Eli Marmor wrote:
Beni Cherniavsky wrote:
I'm afraid that's too OT (since linux supports pretty much all drives ;-), so here is a related question: what measures (short of RAID) could I use to reduce the risk of disk errors? I'm starting to be annoyed by them, every time it takes long to recover and then not always all is recovered... Are some filesystems (reiser?) less fragile than others? I'd like to protect the /home are (yes, I backup by Unison, replicating important things on several computers but I wonder what other means exist).
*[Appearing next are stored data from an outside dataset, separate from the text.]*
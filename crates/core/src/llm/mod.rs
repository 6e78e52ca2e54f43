pub mod anthropic;
pub mod error;
pub mod json;

use crate::crew::NewsCrew;
use crate::domain::digest::NewsDigest;
use crate::news::types::NewsArticle;
use chrono::{DateTime, Utc};

#[derive(Debug, Clone)]
pub struct DigestInput {
    pub crew: NewsCrew,
    pub articles: Vec<NewsArticle>,
    pub generated_at: DateTime<Utc>,
}

impl DigestInput {
    pub fn try_new(crew: NewsCrew, articles: Vec<NewsArticle>) -> anyhow::Result<Self> {
        anyhow::ensure!(
            !articles.is_empty(),
            "no news articles available for user {}",
            crew.profile().user_id
        );
        Ok(Self {
            crew,
            articles,
            generated_at: Utc::now(),
        })
    }

    pub fn user_id(&self) -> &str {
        &self.crew.profile().user_id
    }

    pub fn articles_json(&self) -> String {
        serde_json::to_string_pretty(&self.articles).unwrap_or_else(|_| "[]".to_string())
    }
}

#[derive(Debug, Clone, Copy, PartialEq, Eq)]
pub enum Provider {
    Anthropic,
}

impl Provider {
    pub fn as_str(self) -> &'static str {
        match self {
            Provider::Anthropic => "anthropic",
        }
    }
}

#[async_trait::async_trait]
pub trait LlmClient: Send + Sync {
    fn provider(&self) -> Provider;

    async fn generate_digest(&self, input: DigestInput) -> anyhow::Result<NewsDigest>;
}
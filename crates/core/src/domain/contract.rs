use crate::domain::digest::{DigestArticle, NewsDigest, Priority, MAX_DIGEST_ARTICLES};
use anyhow::{bail, ensure};
use chrono::{DateTime, Utc};
use serde::{Deserialize, Serialize};
use std::collections::BTreeSet;

/// Digest exactly as the model emits it, before validation.
#[derive(Debug, Clone, Serialize, Deserialize)]
pub struct LlmNewsDigest {
    pub articles: Vec<LlmDigestArticle>,
}

#[derive(Debug, Clone, Serialize, Deserialize)]
pub struct LlmDigestArticle {
    pub rank: u32,
    pub title: String,
    #[serde(default)]
    pub source: Option<String>,
    #[serde(default)]
    pub url: Option<String>,
    pub summary: String,
    #[serde(default)]
    pub key_takeaway: Option<String>,
    pub relevance_score: i64,
    pub priority: String,
    #[serde(default)]
    pub tags: Vec<String>,
}

impl LlmNewsDigest {
    pub fn validate_and_into_digest(
        self,
        user_id: &str,
        generated_at: DateTime<Utc>,
    ) -> anyhow::Result<NewsDigest> {
        ensure!(
            (1..=MAX_DIGEST_ARTICLES).contains(&self.articles.len()),
            "LLM output must contain 1..={MAX_DIGEST_ARTICLES} articles (got {})",
            self.articles.len()
        );

        let count = self.articles.len() as u32;
        let mut seen_ranks = BTreeSet::<u32>::new();
        let mut articles = Vec::with_capacity(self.articles.len());
        for article in self.articles {
            articles.push(article.validate_and_into_article(count, &mut seen_ranks)?);
        }

        for rank in 1..=count {
            if !seen_ranks.contains(&rank) {
                bail!("missing rank {rank} in LLM output");
            }
        }
        articles.sort_by_key(|a| a.rank);

        Ok(NewsDigest {
            user_id: user_id.to_string(),
            generated_at,
            articles,
        })
    }
}

impl LlmDigestArticle {
    fn validate_and_into_article(
        self,
        count: u32,
        seen_ranks: &mut BTreeSet<u32>,
    ) -> anyhow::Result<DigestArticle> {
        ensure!(
            (1..=count).contains(&self.rank),
            "rank out of range: {}",
            self.rank
        );
        ensure!(seen_ranks.insert(self.rank), "duplicate rank: {}", self.rank);

        let title = self.title.trim().to_string();
        ensure!(!title.is_empty(), "title must be non-empty");

        let summary = self.summary.trim().to_string();
        ensure!(!summary.is_empty(), "summary must be non-empty");

        ensure!(
            (1..=10).contains(&self.relevance_score),
            "relevance_score must be between 1 and 10 (got {})",
            self.relevance_score
        );

        let priority = match self.priority.trim().to_ascii_lowercase().as_str() {
            "high" => Priority::High,
            "medium" => Priority::Medium,
            "low" => Priority::Low,
            other => bail!("unknown priority: {other}"),
        };

        let source = self
            .source
            .map(|s| s.trim().to_string())
            .filter(|s| !s.is_empty())
            .unwrap_or_else(|| "Unknown".to_string());
        let url = self
            .url
            .map(|s| s.trim().to_string())
            .filter(|s| !s.is_empty());
        let key_takeaway = self
            .key_takeaway
            .map(|s| s.trim().to_string())
            .filter(|s| !s.is_empty());
        let tags = self
            .tags
            .into_iter()
            .map(|t| t.trim().to_string())
            .filter(|t| !t.is_empty())
            .collect();

        Ok(DigestArticle {
            rank: self.rank,
            title,
            source,
            url,
            summary,
            key_takeaway,
            relevance_score: self.relevance_score as u8,
            priority,
            tags,
        })
    }
}
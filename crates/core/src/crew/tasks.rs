use crate::crew::agents::{
    news_curator_agent, relevance_scorer_agent, summarizer_agent, AgentPersona,
};
use crate::domain::profile::{ExperienceLevel, InvestmentFrequency, Profile};
use serde::Serialize;

#[derive(Debug, Clone, PartialEq, Eq, Serialize)]
pub struct TaskBrief {
    pub description: String,
    pub expected_output: String,
    pub agent: AgentPersona,
}

fn time_context(frequency: InvestmentFrequency) -> &'static str {
    match frequency {
        InvestmentFrequency::Daily => "today's market movements and breaking news",
        InvestmentFrequency::Weekly => "this week's significant market developments",
        InvestmentFrequency::Monthly => "major market trends and developments this month",
        InvestmentFrequency::Quarterly => "significant quarterly developments and earnings",
        InvestmentFrequency::Yearly => "major annual trends and long-term market shifts",
    }
}

pub fn news_curation_task(profile: &Profile) -> TaskBrief {
    let sector_keywords = profile.industry_preferences.join(" OR ");

    TaskBrief {
        description: format!(
            "Fetch and curate financial news articles focusing on {sector_keywords} sectors. \
             Prioritize {} that align with {} investment strategy and {} risk tolerance. \
             Consider the user's {} experience level when selecting and presenting information. \
             Find 8-12 relevant articles.",
            time_context(profile.investment_frequency),
            profile.investment_horizon,
            profile.risk_appetite,
            profile.experience_level,
        ),
        expected_output: [
            "A curated list of 8-12 financial news articles with:",
            "- Article title and source",
            "- Brief description",
            "- Relevance score (1-10)",
            "- Key tags (sector, risk level, time relevance)",
        ]
        .join("\n"),
        agent: news_curator_agent(profile),
    }
}

pub fn summarization_task(profile: &Profile) -> TaskBrief {
    let summary_style = match profile.experience_level {
        ExperienceLevel::Beginner => {
            "Use simple language, explain technical terms, and provide context \
             for market concepts. Focus on what this means for a new investor."
        }
        ExperienceLevel::Expert => {
            "Use precise financial terminology, focus on technical analysis, \
             market implications, and advanced insights. Assume deep market knowledge."
        }
        ExperienceLevel::Intermediate | ExperienceLevel::Advanced => {
            "Balance technical accuracy with accessibility, explain key terms \
             when necessary, and focus on actionable insights."
        }
    };

    TaskBrief {
        description: format!(
            "Transform the curated news articles into 60-80 word summaries. {summary_style} \
             Highlight information most relevant to {} investors with {} risk tolerance. \
             Ensure each summary is standalone and actionable.",
            profile.investment_horizon, profile.risk_appetite,
        ),
        expected_output: [
            "For each article, provide:",
            "- 60-80 word summary",
            "- Key takeaway for the user's investment profile",
            "- Action items (if any)",
            "- Risk/opportunity indicators",
        ]
        .join("\n"),
        agent: summarizer_agent(),
    }
}

pub fn relevance_scoring_task(profile: &Profile) -> TaskBrief {
    TaskBrief {
        description: format!(
            "Score the relevance of each news article based on the user's profile:\n\
             - Industries: {}\n\
             - Investment horizon: {}\n\
             - Risk appetite: {}\n\
             - Experience level: {}\n\
             - Investment frequency: {}\n\
             Prioritize articles that best match these criteria.",
            profile.industry_preferences.join(", "),
            profile.investment_horizon,
            profile.risk_appetite,
            profile.experience_level,
            profile.investment_frequency,
        ),
        expected_output: [
            "A ranked list of articles with:",
            "- Relevance score (1-10)",
            "- Relevance reasoning",
            "- Priority level (High/Medium/Low)",
            "- Recommended action for this user type",
        ]
        .join("\n"),
        agent: relevance_scorer_agent(),
    }
}
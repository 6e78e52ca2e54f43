use crate::llm::Provider;
use serde_json::Value;
use std::fmt;

/// LLM failure with enough raw context to debug the prompt afterwards.
#[derive(Debug, Clone)]
pub struct LlmDiagnosticsError {
    pub provider: Provider,
    pub user_id: String,
    pub stage: &'static str,
    pub detail: String,
    pub raw_output: Option<String>,
    pub raw_response_json: Option<Value>,
}

impl fmt::Display for LlmDiagnosticsError {
    fn fmt(&self, f: &mut fmt::Formatter<'_>) -> fmt::Result {
        write!(
            f,
            "LLM error (provider={}, user_id={}, stage={}): {}",
            self.provider.as_str(),
            self.user_id,
            self.stage,
            self.detail
        )
    }
}

impl std::error::Error for LlmDiagnosticsError {}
Disclaimer: I'm not a hardware expert:
Buy the slowest SCSI that you can find.
Finger rules for better quality:
SCSI vs. IDE: SCSI is better Slow vs. fast: slow is better New model vs. old model: new is better Low capacity vs. high: low is better
However, newer is usually faster. In addition, SCSI is usually faster than IDE (there are many 15,000RPM SCSI disks). Nevertheless, buy a new SCSI model, but slow one.
P.S. There is a danger with journaling file systems: While it's great that after a crash FSCK doesn't have to scan the entire file system, they may miss problems of data integrity in the file system, and the file system may pass months or even years without a real FSCK, which is a bad idea (sometimes you may even have problems in sectors that nobody wrote to, because of hardware problems).
For ext2/3:
man tune2fs and then use it! Even on a large capacity drive, you can set it up to run at night. (This is a bit of advice I got from the list back in 1999!)
Dunno about Reiser and the rest.
There are great advantages for journaling file systems, but don't forget the drawbacks!